Bei mittlerweile schon sechs Punkten Rückstand auf den Relegationsplatz könnten gerade die beiden Spiele gegen die direkten Kontrahenten als große Chance gesehen werden - oder als allerletzte, um den Abstieg doch noch irgendwie zu vermeiden. Angesichts des momentan grassierenden Fatalismus rund um den HSV glauben aber selbst größte Optimisten nicht an einen oder sogar zwei Siege.

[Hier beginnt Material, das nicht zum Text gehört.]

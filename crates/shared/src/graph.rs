//! Canonical node/connection model shared by the wire protocol and the local snapshot.

use chrono::{DateTime, Utc};
use serde::{Deserialize, Serialize};
use serde_json::{Map, Value};

use crate::domain::{ConnectionId, NodeId};

pub const UNCONSTRAINED_PORT_TYPE: &str = "any";

/// Canvas-space position. Serialized as the ordered pair `[x, y]`.
#[derive(Debug, Clone, Copy, PartialEq, Default, Serialize, Deserialize)]
#[serde(from = "[f64; 2]", into = "[f64; 2]")]
pub struct Position {
    pub x: f64,
    pub y: f64,
}

impl Position {
    pub fn new(x: f64, y: f64) -> Self {
        Self { x, y }
    }

    pub fn lerp(self, to: Position, t: f64) -> Position {
        let t = t.clamp(0.0, 1.0);
        Position {
            x: self.x + (to.x - self.x) * t,
            y: self.y + (to.y - self.y) * t,
        }
    }
}

impl From<[f64; 2]> for Position {
    fn from([x, y]: [f64; 2]) -> Self {
        Self { x, y }
    }
}

impl From<Position> for [f64; 2] {
    fn from(value: Position) -> Self {
        [value.x, value.y]
    }
}

fn unconstrained_port_type() -> String {
    UNCONSTRAINED_PORT_TYPE.to_string()
}

fn is_false(value: &bool) -> bool {
    !*value
}

#[derive(Debug, Clone, PartialEq, Eq, Serialize, Deserialize)]
pub struct Port {
    pub name: String,
    #[serde(rename = "type", default = "unconstrained_port_type")]
    pub port_type: String,
    #[serde(default, skip_serializing_if = "is_false")]
    pub required: bool,
}

impl Port {
    pub fn new(name: impl Into<String>, port_type: impl Into<String>) -> Self {
        Self {
            name: name.into(),
            port_type: port_type.into(),
            required: false,
        }
    }

    pub fn unconstrained(name: impl Into<String>) -> Self {
        Self::new(name, UNCONSTRAINED_PORT_TYPE)
    }
}

/// Node parameter bag. Recognized fields are typed; everything else rides in `extra`
/// untouched so a save/load cycle returns what the backend sent.
#[derive(Debug, Clone, PartialEq, Default, Serialize, Deserialize)]
pub struct NodeParameters {
    #[serde(default, skip_serializing_if = "Option::is_none")]
    pub name: Option<String>,
    #[serde(default, skip_serializing_if = "Option::is_none")]
    pub source_code: Option<String>,
    #[serde(default, skip_serializing_if = "Option::is_none")]
    pub code: Option<String>,
    #[serde(default, skip_serializing_if = "Option::is_none")]
    pub function_name: Option<String>,
    #[serde(default, skip_serializing_if = "Option::is_none")]
    pub source_language: Option<String>,
    #[serde(default, skip_serializing_if = "Option::is_none")]
    pub hide_title: Option<bool>,
    #[serde(default, skip_serializing_if = "Option::is_none")]
    pub hide_ports: Option<bool>,
    #[serde(flatten)]
    pub extra: Map<String, Value>,
}

impl NodeParameters {
    /// Lenient decode: a bag whose recognized fields carry unexpected types is kept
    /// whole in `extra` instead of being rejected.
    pub fn from_value(value: Value) -> Self {
        match value {
            Value::Object(map) => match serde_json::from_value(Value::Object(map.clone())) {
                Ok(decoded) => decoded,
                Err(_) => Self {
                    extra: map,
                    ..Self::default()
                },
            },
            _ => Self::default(),
        }
    }

    pub fn source_text(&self) -> Option<&str> {
        self.source_code
            .as_deref()
            .or(self.code.as_deref())
            .filter(|code| !code.is_empty())
    }

    pub fn to_map(&self) -> Map<String, Value> {
        match serde_json::to_value(self) {
            Ok(Value::Object(map)) => map,
            _ => Map::new(),
        }
    }

    /// Shallow merge, key by key, the way the backend's PATCH route merges.
    pub fn merged_with(&self, partial: &Map<String, Value>) -> Self {
        let mut map = self.to_map();
        for (key, value) in partial {
            map.insert(key.clone(), value.clone());
        }
        Self::from_value(Value::Object(map))
    }
}

#[derive(Debug, Clone, PartialEq, Default, Serialize, Deserialize)]
pub struct NodeMetadata {
    #[serde(default, skip_serializing_if = "Option::is_none")]
    pub display_name: Option<String>,
    #[serde(default, skip_serializing_if = "Option::is_none")]
    pub description: Option<String>,
    #[serde(default, skip_serializing_if = "Option::is_none")]
    pub source_language: Option<String>,
    #[serde(default, skip_serializing_if = "Option::is_none")]
    pub raw_name: Option<String>,
    #[serde(default, skip_serializing_if = "Option::is_none")]
    pub extended_type: Option<String>,
    #[serde(flatten)]
    pub extra: Map<String, Value>,
}

impl NodeMetadata {
    pub fn from_value(value: Value) -> Self {
        match value {
            Value::Object(map) => match serde_json::from_value(Value::Object(map.clone())) {
                Ok(decoded) => decoded,
                Err(_) => Self {
                    extra: map,
                    ..Self::default()
                },
            },
            _ => Self::default(),
        }
    }

    pub fn to_map(&self) -> Map<String, Value> {
        match serde_json::to_value(self) {
            Ok(Value::Object(map)) => map,
            _ => Map::new(),
        }
    }

    pub fn merged_with(&self, partial: &Map<String, Value>) -> Self {
        let mut map = self.to_map();
        for (key, value) in partial {
            map.insert(key.clone(), value.clone());
        }
        Self::from_value(Value::Object(map))
    }
}

fn default_node_type() -> String {
    "custom".to_string()
}

#[derive(Debug, Clone, PartialEq, Serialize, Deserialize)]
pub struct Node {
    pub id: NodeId,
    #[serde(rename = "type", default = "default_node_type")]
    pub node_type: String,
    #[serde(default)]
    pub position: Position,
    #[serde(default)]
    pub parameters: NodeParameters,
    #[serde(default)]
    pub metadata: NodeMetadata,
    #[serde(default)]
    pub inputs: Vec<Port>,
    #[serde(default)]
    pub outputs: Vec<Port>,
}

impl Node {
    pub fn new(id: impl Into<NodeId>, node_type: impl Into<String>, position: Position) -> Self {
        Self {
            id: id.into(),
            node_type: node_type.into(),
            position,
            parameters: NodeParameters::default(),
            metadata: NodeMetadata::default(),
            inputs: vec![Port::unconstrained("input")],
            outputs: vec![Port::unconstrained("output")],
        }
    }

    pub fn display_name(&self) -> &str {
        self.parameters
            .name
            .as_deref()
            .or(self.metadata.display_name.as_deref())
            .or(self.metadata.raw_name.as_deref())
            .unwrap_or(&self.node_type)
    }
}

#[derive(Debug, Clone, PartialEq, Eq, Serialize, Deserialize)]
pub struct Connection {
    pub id: ConnectionId,
    pub source_node_id: NodeId,
    pub source_port: String,
    pub target_node_id: NodeId,
    pub target_port: String,
    #[serde(default, skip_serializing_if = "Option::is_none")]
    pub data_type: Option<String>,
}

impl Connection {
    pub fn touches(&self, node_id: &NodeId) -> bool {
        &self.source_node_id == node_id || &self.target_node_id == node_id
    }

    pub fn is_self_loop(&self) -> bool {
        self.source_node_id == self.target_node_id
    }
}

fn default_zoom() -> f64 {
    1.0
}

#[derive(Debug, Clone, Copy, PartialEq, Serialize, Deserialize)]
pub struct ViewportState {
    #[serde(default = "default_zoom")]
    pub zoom: f64,
    #[serde(default)]
    pub pan_x: f64,
    #[serde(default)]
    pub pan_y: f64,
}

impl Default for ViewportState {
    fn default() -> Self {
        Self {
            zoom: default_zoom(),
            pan_x: 0.0,
            pan_y: 0.0,
        }
    }
}

/// The canonical persisted form of the full graph plus viewport.
#[derive(Debug, Clone, PartialEq, Default, Serialize, Deserialize)]
pub struct CanvasSnapshot {
    #[serde(default)]
    pub nodes: Vec<Node>,
    #[serde(default)]
    pub connections: Vec<Connection>,
    #[serde(default)]
    pub viewport: ViewportState,
}

impl CanvasSnapshot {
    pub fn is_empty(&self) -> bool {
        self.nodes.is_empty() && self.connections.is_empty()
    }
}

#[derive(Debug, Clone, PartialEq, Serialize, Deserialize)]
pub struct ProjectMeta {
    pub name: String,
    pub saved_at: DateTime<Utc>,
}

#[derive(Debug, Clone, PartialEq, Serialize, Deserialize)]
pub struct ExportDocument {
    pub project: ProjectMeta,
    pub state: CanvasSnapshot,
    #[serde(default)]
    pub engine_tabs: Vec<Value>,
}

Droht das Schicksal von 1860 München?

Wie es im Abstiegsfall mit dem Klub weitergehen könnte, ist derzeit völlig ungewiss. Der HSV ist nicht nur sportlich, sondern auch finanziell dem Bankrott nahe, bereits im November auf der Jahreshauptversammlung musste der Klub das siebte negative Bilanzergebnis in Folge bekanntgeben, im letzten Geschäftsjahr machte der HSV 13,4 Millionen Euro Verlust. Damit beliefen sich die Verbindlichkeiten auf 105,5 Millionen Euro.

Die Mannschaft, die bis auf Jan-Fiete Arp und zwei, drei andere Spieler ohnehin nicht besonders viel Substanz hat, könnte im Falle eines Abstiegs nicht besonders gewinnbringend veräußert werden.

Wie Klaus-Michael Kühne, der den Klub mit seinen Millionen in den letzten Jahren noch gerade so über Wasser gehalten hat, dann weiter vorgehen würde, steht in den Sternen. Die Lizenzierung für eine mögliche Zweiliga-Saison scheint alles andere als gesichert und selbst wenn: Wie sollte es da dann weitergehen? Was passieren kann, wenn ein Gönner von heute auf morgen alle Zahlungen einstellt, hat das Beispiel TSV 1860 zuletzt sehr deutlich gemacht.

Der Hamburger SV steht vor dem Sturz ins Ungewisse, der Riese aus dem Norden wankt mehr denn je und derzeit scheint es so, als würde er in diesem Mai auch fallen.